Where the word "filter" appears in a line of the entries below, count that line and give the total alone.

_Dataset items_
--- START ---
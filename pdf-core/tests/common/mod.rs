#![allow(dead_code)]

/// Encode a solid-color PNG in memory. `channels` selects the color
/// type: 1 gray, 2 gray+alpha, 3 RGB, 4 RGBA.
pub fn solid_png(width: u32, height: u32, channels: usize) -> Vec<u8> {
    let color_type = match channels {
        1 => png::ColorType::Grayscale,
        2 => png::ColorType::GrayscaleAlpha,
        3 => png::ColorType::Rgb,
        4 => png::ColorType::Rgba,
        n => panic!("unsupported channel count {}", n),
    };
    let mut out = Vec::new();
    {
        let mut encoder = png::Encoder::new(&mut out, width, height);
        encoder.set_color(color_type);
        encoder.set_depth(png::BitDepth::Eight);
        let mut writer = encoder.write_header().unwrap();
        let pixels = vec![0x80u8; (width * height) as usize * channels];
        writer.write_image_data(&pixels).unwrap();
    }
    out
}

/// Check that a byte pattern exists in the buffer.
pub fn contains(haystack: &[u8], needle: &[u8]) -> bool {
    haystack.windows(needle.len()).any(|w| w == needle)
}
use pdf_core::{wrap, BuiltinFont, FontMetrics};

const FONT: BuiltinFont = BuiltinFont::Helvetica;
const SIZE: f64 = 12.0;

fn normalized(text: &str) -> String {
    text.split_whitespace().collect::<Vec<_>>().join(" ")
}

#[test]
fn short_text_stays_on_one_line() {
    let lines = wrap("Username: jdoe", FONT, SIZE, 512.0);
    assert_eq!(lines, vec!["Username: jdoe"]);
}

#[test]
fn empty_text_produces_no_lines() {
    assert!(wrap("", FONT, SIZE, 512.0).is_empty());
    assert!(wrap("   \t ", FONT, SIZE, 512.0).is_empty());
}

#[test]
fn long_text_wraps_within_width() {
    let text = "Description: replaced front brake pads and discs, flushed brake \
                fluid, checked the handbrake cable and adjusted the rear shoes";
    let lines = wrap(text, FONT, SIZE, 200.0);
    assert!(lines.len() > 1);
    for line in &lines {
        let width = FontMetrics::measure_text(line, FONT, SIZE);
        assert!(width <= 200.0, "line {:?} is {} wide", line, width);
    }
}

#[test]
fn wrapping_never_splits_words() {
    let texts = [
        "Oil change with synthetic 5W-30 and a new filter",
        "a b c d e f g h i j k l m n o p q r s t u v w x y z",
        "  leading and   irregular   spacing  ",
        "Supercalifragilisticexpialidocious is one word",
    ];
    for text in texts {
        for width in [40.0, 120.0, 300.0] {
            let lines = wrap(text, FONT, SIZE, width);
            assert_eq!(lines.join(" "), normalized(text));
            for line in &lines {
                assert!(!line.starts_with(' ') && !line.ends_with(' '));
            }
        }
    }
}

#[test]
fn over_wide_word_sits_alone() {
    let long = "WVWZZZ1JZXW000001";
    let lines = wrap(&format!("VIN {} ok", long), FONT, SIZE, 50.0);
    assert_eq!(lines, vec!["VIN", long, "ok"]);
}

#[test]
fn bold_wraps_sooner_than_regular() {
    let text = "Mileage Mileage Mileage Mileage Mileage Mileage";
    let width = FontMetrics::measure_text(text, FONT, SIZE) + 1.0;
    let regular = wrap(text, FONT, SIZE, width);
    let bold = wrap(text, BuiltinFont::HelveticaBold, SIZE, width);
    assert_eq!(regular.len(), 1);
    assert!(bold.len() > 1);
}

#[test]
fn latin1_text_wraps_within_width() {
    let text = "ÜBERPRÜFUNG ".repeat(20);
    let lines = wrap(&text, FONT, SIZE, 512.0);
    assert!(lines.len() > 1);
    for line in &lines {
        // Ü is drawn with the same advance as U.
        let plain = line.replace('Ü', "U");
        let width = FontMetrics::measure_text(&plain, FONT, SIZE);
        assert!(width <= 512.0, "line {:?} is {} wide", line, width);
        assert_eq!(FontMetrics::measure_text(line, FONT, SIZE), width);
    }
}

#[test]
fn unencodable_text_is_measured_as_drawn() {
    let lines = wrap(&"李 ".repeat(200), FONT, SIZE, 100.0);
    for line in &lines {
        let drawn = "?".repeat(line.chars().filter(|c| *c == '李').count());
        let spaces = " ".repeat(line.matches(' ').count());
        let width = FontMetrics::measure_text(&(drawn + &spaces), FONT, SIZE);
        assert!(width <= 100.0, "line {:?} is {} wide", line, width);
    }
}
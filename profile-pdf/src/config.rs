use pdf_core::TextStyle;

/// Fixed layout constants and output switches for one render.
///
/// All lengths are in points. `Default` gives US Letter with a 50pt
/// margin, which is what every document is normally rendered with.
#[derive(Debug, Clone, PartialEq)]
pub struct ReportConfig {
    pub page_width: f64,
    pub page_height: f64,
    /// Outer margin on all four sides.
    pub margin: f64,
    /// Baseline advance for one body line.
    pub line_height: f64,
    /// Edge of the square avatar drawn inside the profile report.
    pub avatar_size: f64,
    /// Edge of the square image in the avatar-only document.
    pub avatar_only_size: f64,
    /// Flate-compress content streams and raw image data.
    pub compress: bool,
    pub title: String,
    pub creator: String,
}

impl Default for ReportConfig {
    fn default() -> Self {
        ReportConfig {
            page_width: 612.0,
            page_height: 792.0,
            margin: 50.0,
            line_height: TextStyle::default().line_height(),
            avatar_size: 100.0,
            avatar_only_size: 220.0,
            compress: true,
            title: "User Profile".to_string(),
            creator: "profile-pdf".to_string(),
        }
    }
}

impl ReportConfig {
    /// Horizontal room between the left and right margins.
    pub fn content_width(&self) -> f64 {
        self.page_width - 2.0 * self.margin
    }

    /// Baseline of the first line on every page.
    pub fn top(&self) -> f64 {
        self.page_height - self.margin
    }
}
--- END ---
_FINAL ANSWER_
2